• Exercise details
Go through the data and copy each line where the string "PartialEq" appears.

[Entries supplied Boundary: Start]

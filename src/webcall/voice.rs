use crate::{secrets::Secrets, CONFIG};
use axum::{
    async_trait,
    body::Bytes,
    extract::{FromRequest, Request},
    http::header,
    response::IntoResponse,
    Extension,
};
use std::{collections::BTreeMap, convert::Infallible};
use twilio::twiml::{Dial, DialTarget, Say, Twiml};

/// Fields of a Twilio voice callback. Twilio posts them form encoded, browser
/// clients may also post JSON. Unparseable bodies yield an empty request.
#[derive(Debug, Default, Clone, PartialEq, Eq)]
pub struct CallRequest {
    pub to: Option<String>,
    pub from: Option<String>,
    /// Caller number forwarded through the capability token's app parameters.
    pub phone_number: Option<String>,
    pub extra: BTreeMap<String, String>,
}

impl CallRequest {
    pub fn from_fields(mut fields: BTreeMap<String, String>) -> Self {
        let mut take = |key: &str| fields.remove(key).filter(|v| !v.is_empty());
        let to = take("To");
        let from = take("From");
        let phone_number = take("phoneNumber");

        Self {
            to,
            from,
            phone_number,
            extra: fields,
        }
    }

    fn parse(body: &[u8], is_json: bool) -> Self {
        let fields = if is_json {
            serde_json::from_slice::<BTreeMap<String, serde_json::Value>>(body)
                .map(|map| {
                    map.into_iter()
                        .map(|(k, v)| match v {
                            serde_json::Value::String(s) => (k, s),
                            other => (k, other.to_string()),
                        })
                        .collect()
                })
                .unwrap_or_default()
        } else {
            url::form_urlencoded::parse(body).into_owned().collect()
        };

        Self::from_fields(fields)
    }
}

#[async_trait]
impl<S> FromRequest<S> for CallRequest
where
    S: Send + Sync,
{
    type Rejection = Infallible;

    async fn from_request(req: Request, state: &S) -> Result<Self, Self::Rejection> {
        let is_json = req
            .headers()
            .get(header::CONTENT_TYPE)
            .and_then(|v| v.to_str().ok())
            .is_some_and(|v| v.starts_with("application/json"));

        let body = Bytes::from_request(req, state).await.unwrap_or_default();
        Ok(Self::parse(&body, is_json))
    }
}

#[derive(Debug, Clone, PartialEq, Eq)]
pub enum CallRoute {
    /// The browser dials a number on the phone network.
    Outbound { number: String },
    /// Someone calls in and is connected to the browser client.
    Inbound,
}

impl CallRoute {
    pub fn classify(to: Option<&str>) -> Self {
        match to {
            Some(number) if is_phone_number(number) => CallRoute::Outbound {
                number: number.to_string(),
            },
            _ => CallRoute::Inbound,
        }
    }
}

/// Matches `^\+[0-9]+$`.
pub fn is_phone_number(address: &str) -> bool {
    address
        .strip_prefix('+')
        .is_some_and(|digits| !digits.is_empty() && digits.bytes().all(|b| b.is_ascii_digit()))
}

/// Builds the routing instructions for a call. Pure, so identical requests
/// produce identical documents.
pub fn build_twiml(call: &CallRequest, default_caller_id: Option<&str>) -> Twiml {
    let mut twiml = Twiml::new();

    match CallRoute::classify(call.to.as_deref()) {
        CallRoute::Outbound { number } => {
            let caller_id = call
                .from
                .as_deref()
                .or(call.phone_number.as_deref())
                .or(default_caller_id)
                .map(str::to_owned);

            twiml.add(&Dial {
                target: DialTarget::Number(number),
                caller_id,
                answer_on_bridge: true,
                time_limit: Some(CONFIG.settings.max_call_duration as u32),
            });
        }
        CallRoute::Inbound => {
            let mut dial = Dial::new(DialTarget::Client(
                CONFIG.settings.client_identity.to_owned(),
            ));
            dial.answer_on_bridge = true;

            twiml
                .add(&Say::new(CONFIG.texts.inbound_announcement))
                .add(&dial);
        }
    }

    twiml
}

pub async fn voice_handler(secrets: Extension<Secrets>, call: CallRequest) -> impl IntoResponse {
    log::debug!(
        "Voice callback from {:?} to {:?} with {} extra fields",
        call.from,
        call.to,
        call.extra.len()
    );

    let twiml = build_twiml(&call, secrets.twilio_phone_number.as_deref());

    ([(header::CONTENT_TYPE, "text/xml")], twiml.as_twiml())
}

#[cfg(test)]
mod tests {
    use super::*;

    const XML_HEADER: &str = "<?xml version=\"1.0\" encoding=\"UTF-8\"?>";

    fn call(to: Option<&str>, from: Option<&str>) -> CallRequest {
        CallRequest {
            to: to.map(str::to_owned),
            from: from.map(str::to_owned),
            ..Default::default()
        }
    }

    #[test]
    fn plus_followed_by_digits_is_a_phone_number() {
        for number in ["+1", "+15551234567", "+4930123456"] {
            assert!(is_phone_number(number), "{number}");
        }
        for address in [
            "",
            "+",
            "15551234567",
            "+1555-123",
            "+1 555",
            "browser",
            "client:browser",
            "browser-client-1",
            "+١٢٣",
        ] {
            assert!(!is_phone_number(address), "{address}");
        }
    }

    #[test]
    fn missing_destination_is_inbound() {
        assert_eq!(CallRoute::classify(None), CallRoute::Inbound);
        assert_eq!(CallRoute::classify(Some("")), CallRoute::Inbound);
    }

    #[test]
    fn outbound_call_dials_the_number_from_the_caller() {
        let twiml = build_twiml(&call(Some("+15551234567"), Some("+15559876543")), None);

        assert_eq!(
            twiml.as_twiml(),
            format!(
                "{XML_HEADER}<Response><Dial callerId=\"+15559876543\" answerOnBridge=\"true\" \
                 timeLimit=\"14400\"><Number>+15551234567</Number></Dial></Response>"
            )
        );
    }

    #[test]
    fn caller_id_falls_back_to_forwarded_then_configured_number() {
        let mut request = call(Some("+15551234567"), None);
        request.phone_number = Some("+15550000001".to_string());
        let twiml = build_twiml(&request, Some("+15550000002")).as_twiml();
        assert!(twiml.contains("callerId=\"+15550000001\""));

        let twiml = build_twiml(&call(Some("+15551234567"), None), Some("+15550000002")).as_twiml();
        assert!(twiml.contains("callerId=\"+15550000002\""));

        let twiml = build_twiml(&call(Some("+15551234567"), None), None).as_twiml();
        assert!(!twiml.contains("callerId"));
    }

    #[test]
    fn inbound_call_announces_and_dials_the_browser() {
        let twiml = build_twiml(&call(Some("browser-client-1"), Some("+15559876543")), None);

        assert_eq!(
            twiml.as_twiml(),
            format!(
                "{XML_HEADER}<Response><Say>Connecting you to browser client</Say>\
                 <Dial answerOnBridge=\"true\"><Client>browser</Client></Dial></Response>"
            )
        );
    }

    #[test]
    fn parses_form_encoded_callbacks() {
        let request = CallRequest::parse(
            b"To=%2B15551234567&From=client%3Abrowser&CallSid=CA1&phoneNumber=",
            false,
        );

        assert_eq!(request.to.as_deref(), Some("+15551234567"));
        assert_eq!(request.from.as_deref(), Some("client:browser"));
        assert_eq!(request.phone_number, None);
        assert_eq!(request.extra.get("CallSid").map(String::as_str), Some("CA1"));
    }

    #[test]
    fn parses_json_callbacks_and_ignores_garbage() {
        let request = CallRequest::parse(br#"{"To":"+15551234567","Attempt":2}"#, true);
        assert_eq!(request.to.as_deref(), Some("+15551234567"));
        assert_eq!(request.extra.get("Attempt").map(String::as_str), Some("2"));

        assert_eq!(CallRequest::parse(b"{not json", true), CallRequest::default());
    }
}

[Entries supplied Boundary: End]

• The completed task
#[derive(Debug, Default, Clone, PartialEq, Eq)]
#[derive(Debug, Clone, PartialEq, Eq)]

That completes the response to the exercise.